# Rose Awnings ... have they gone bust?



## gdleeds (Mar 15, 2008)

Hi is anyone aware if Rose awnings part of Omnistor has gone bust...

Ordered a part early Sept and getting nowhere with email, phone messages and now phone never answered!


----------



## rosalan (Aug 24, 2009)

They were at the Lincoln show late September.

Alan


----------



## rayc (Jun 3, 2008)

I had an Omnistore fitted in early September at their Poole premises. John Rose was also exhibiting at Shepton show.
Another company local to me who are Omnistore agents are Hillview Blinds Bournemouth who I can recommend.
http://www.hillviewawnings.co.uk/


----------



## tramp (May 25, 2005)

Have I been in the wilderness too long as the last time we had a meet your Chasson had its own Awning..or have you changed van?
noticed your avatar says rapido 7090+..naughty boy spending money and I thought you loved that chasson :roll: 

fess up Ray


----------



## rayc (Jun 3, 2008)

tramp said:


> Have I been in the wilderness too long as the last time we had a meet your Chasson had its own Awning..or have you changed van?
> noticed your avatar says rapido 7090+..naughty boy spending money and I thought you loved that chasson :roll:
> 
> fess up Ray


We loved that Chausson and had a new Omnistore fitted on my return from France as the original was blown apart by a mini whirlwind on a beautiful sunny still day. Broke my heart to leave it in the 'poubelles'. At that stage we had no intention of changing MH's for a long time if at all.

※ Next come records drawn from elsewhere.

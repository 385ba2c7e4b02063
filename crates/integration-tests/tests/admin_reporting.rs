//! Payments, invoices, dashboard and company settings over HTTP.

#![allow(clippy::unwrap_used)]

use std::str::FromStr;

use axum::http::StatusCode;
use chrono::{Duration, Utc};
use rust_decimal::Decimal;
use serde_json::{Value, json};

use shopdesk_admin::db::OrderStore;
use shopdesk_core::{PaymentStatus, RevenuePolicy};
use shopdesk_integration_tests::{ADMIN, SUPER_ADMIN, TestApp, new_order};

fn rupees(value: &Value) -> Decimal {
    Decimal::from_str(value.as_str().unwrap()).unwrap()
}

/// Cash on delivery: no gateway id, marked paid.
async fn seed_cash_order(app: &TestApp, order_id: &str, mobile: &str) {
    let mut order = new_order(order_id, mobile);
    order.payment_id = None;
    order.payment_status = PaymentStatus::Success;
    let order = order.place(Utc::now() - Duration::hours(2)).unwrap();
    app.store.insert(&order).await.unwrap();
}

/// One order left placed, one cancelled, one refunded.
async fn seed_mixed(app: &TestApp, cookie: &str) {
    let now = Utc::now();
    app.seed_order("ORD-1", "9876543210", now - Duration::hours(3)).await;
    app.seed_order("ORD-2", "9876543211", now - Duration::hours(2)).await;
    app.seed_order("ORD-3", "9876543212", now - Duration::hours(1)).await;

    let cancelled = app
        .put("/api/orders/ORD-2/status", cookie, json!({ "status": "cancelled" }))
        .await;
    assert_eq!(cancelled.status, StatusCode::OK);

    let requested = app
        .post(
            "/api/orders/ORD-3/cancellation",
            cookie,
            Some(json!({ "reason": "ordered twice" })),
        )
        .await;
    assert_eq!(requested.status, StatusCode::OK);
    let refunded = app.post("/api/orders/ORD-3/refund", cookie, None).await;
    assert_eq!(refunded.status, StatusCode::OK);
}

// =============================================================================
// Payments
// =============================================================================

#[tokio::test]
async fn test_payments_filter_by_method_and_search() {
    let app = TestApp::new().await;
    app.seed_order("ORD-ON", "9876543210", Utc::now()).await;
    seed_cash_order(&app, "ORD-COD", "9123456780").await;
    let cookie = app.login(ADMIN).await;

    let all = app.get("/api/payments", &cookie).await;
    assert_eq!(all.status, StatusCode::OK);
    assert_eq!(all.body.as_array().unwrap().len(), 2);

    let cash = app.get("/api/payments?method=cash", &cookie).await;
    let cash = cash.body.as_array().unwrap();
    assert_eq!(cash.len(), 1);
    assert_eq!(cash[0]["orderId"], "ORD-COD");
    assert_eq!(cash[0]["method"], "cash");
    assert!(cash[0]["paymentId"].is_null());

    let online = app.get("/api/payments?method=online&search=PAY_ORD", &cookie).await;
    let online = online.body.as_array().unwrap();
    assert_eq!(online.len(), 1);
    assert_eq!(online[0]["paymentId"], "pay_ORD-ON");
}

#[tokio::test]
async fn test_unknown_payment_method_is_rejected() {
    let app = TestApp::new().await;
    let cookie = app.login(ADMIN).await;

    let response = app.get("/api/payments?method=cheque", &cookie).await;
    assert_eq!(response.status, StatusCode::BAD_REQUEST);
    assert_eq!(response.body["code"], "validation_error");
}

// =============================================================================
// Invoices
// =============================================================================

#[tokio::test]
async fn test_invoice_lookup_needs_full_mobile() {
    let app = TestApp::new().await;
    app.seed_order("ORD-1", "9876543210", Utc::now()).await;
    let cookie = app.login(ADMIN).await;

    for uri in ["/api/invoices?mobile=98765", "/api/invoices"] {
        let response = app.get(uri, &cookie).await;
        assert_eq!(response.status, StatusCode::BAD_REQUEST, "{uri}");
        assert_eq!(response.body["code"], "validation_error");
    }
}

#[tokio::test]
async fn test_invoices_carry_company_and_lines() {
    let app = TestApp::new().await;
    let now = Utc::now();
    app.seed_order("ORD-OLD", "9876543210", now - Duration::days(2)).await;
    app.seed_order("ORD-NEW", "9876543210", now).await;
    app.seed_order("ORD-OTHER", "9000000000", now).await;

    let owner = app.login(SUPER_ADMIN).await;
    let saved = app
        .put(
            "/api/settings/company",
            &owner,
            json!({ "name": "Chai Co", "gstNumber": "27ABCDE1234F1Z5" }),
        )
        .await;
    assert_eq!(saved.status, StatusCode::OK);

    let cookie = app.login(ADMIN).await;
    let response = app.get("/api/invoices?mobile=9876543210", &cookie).await;
    assert_eq!(response.status, StatusCode::OK);

    let invoices = response.body.as_array().unwrap();
    assert_eq!(invoices.len(), 2);
    assert_eq!(invoices[0]["invoiceNumber"], "INV-ORD-NEW");
    assert_eq!(invoices[1]["invoiceNumber"], "INV-ORD-OLD");
    assert_eq!(invoices[0]["company"]["name"], "Chai Co");
    assert_eq!(invoices[0]["lines"].as_array().unwrap().len(), 2);
    assert_eq!(rupees(&invoices[0]["totalAmount"]), Decimal::from(500));
    assert_eq!(invoices[0]["refunded"], false);
}

// =============================================================================
// Dashboard
// =============================================================================

#[tokio::test]
async fn test_dashboard_excludes_refunds_by_default() {
    let app = TestApp::new().await;
    app.store.set_products_count(8).await;
    let cookie = app.login(ADMIN).await;
    seed_mixed(&app, &cookie).await;

    let response = app.get("/api/dashboard/stats", &cookie).await;
    assert_eq!(response.status, StatusCode::OK);
    let stats = &response.body;

    assert_eq!(stats["totalOrders"], 3);
    assert_eq!(rupees(&stats["totalSales"]), Decimal::from(500));
    assert_eq!(stats["totalCancelledOrders"], 1);
    assert_eq!(rupees(&stats["totalCancelledAmount"]), Decimal::from(500));
    assert_eq!(stats["productsCount"], 8);

    let breakdown = stats["statusBreakdown"].as_array().unwrap();
    let count_of = |status: &str| {
        breakdown
            .iter()
            .find(|entry| entry["status"] == status)
            .map(|entry| entry["count"].as_u64().unwrap())
            .unwrap()
    };
    assert_eq!(count_of("placed"), 1);
    assert_eq!(count_of("cancelled"), 1);
    assert_eq!(count_of("refunded"), 1);
    assert_eq!(count_of("shipped"), 0);
}

#[tokio::test]
async fn test_dashboard_can_count_refunds_as_sales() {
    let app = TestApp::with_policy(RevenuePolicy::IncludeRefunded).await;
    let cookie = app.login(ADMIN).await;
    seed_mixed(&app, &cookie).await;

    let stats = app.get("/api/dashboard/stats", &cookie).await.body;
    assert_eq!(rupees(&stats["totalSales"]), Decimal::from(1000));
    assert_eq!(stats["totalCancelledOrders"], 1);
}

#[tokio::test]
async fn test_dashboard_on_empty_store() {
    let app = TestApp::new().await;
    let cookie = app.login(ADMIN).await;

    let stats = app.get("/api/dashboard/stats", &cookie).await.body;
    assert_eq!(stats["totalOrders"], 0);
    assert_eq!(rupees(&stats["totalSales"]), Decimal::ZERO);
    assert!(stats["salesTrend"].as_array().unwrap().is_empty());
}

// =============================================================================
// Company settings
// =============================================================================

#[tokio::test]
async fn test_company_defaults_to_empty() {
    let app = TestApp::new().await;
    let cookie = app.login(ADMIN).await;

    let response = app.get("/api/settings/company", &cookie).await;
    assert_eq!(response.status, StatusCode::OK);
    assert_eq!(response.body["name"], "");
    assert_eq!(response.body["gstNumber"], "");
}

#[tokio::test]
async fn test_only_super_admin_updates_company() {
    let app = TestApp::new().await;

    let admin = app.login(ADMIN).await;
    let refused = app
        .put("/api/settings/company", &admin, json!({ "name": "Hijack Ltd" }))
        .await;
    assert_eq!(refused.status, StatusCode::FORBIDDEN);
    assert_eq!(refused.body["code"], "forbidden");

    let owner = app.login(SUPER_ADMIN).await;
    let saved = app
        .put(
            "/api/settings/company",
            &owner,
            json!({
                "name": " Chai Co ",
                "address": "4 Park Street, Kolkata",
                "mobile": "9830000000",
                "gstNumber": "19abcde1234f1z5"
            }),
        )
        .await;
    assert_eq!(saved.status, StatusCode::OK);
    assert_eq!(saved.body["name"], "Chai Co");
    assert_eq!(saved.body["gstNumber"], "19ABCDE1234F1Z5");

    let read_back = app.get("/api/settings/company", &admin).await;
    assert_eq!(read_back.body["address"], "4 Park Street, Kolkata");
}

#[tokio::test]
async fn test_malformed_gst_is_rejected() {
    let app = TestApp::new().await;
    let owner = app.login(SUPER_ADMIN).await;

    let response = app
        .put("/api/settings/company", &owner, json!({ "gstNumber": "27-ABC" }))
        .await;
    assert_eq!(response.status, StatusCode::BAD_REQUEST);
    assert_eq!(response.body["code"], "validation_error");

    let unchanged = app.get("/api/settings/company", &owner).await;
    assert_eq!(unchanged.body["gstNumber"], "");
}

All that went out the window when we saw the Rapido at Shepton Show and were offered what we paid for the Chausson when it was new. 
Very pleased with it so far and proud to say we stayed with a French manufacturer, the least we can do considering the enjoyment we get from touring there.


----------



## gdleeds (Mar 15, 2008)

Finally got someone to answer phone.... yes my parts here, I send it today

haha.. life


----------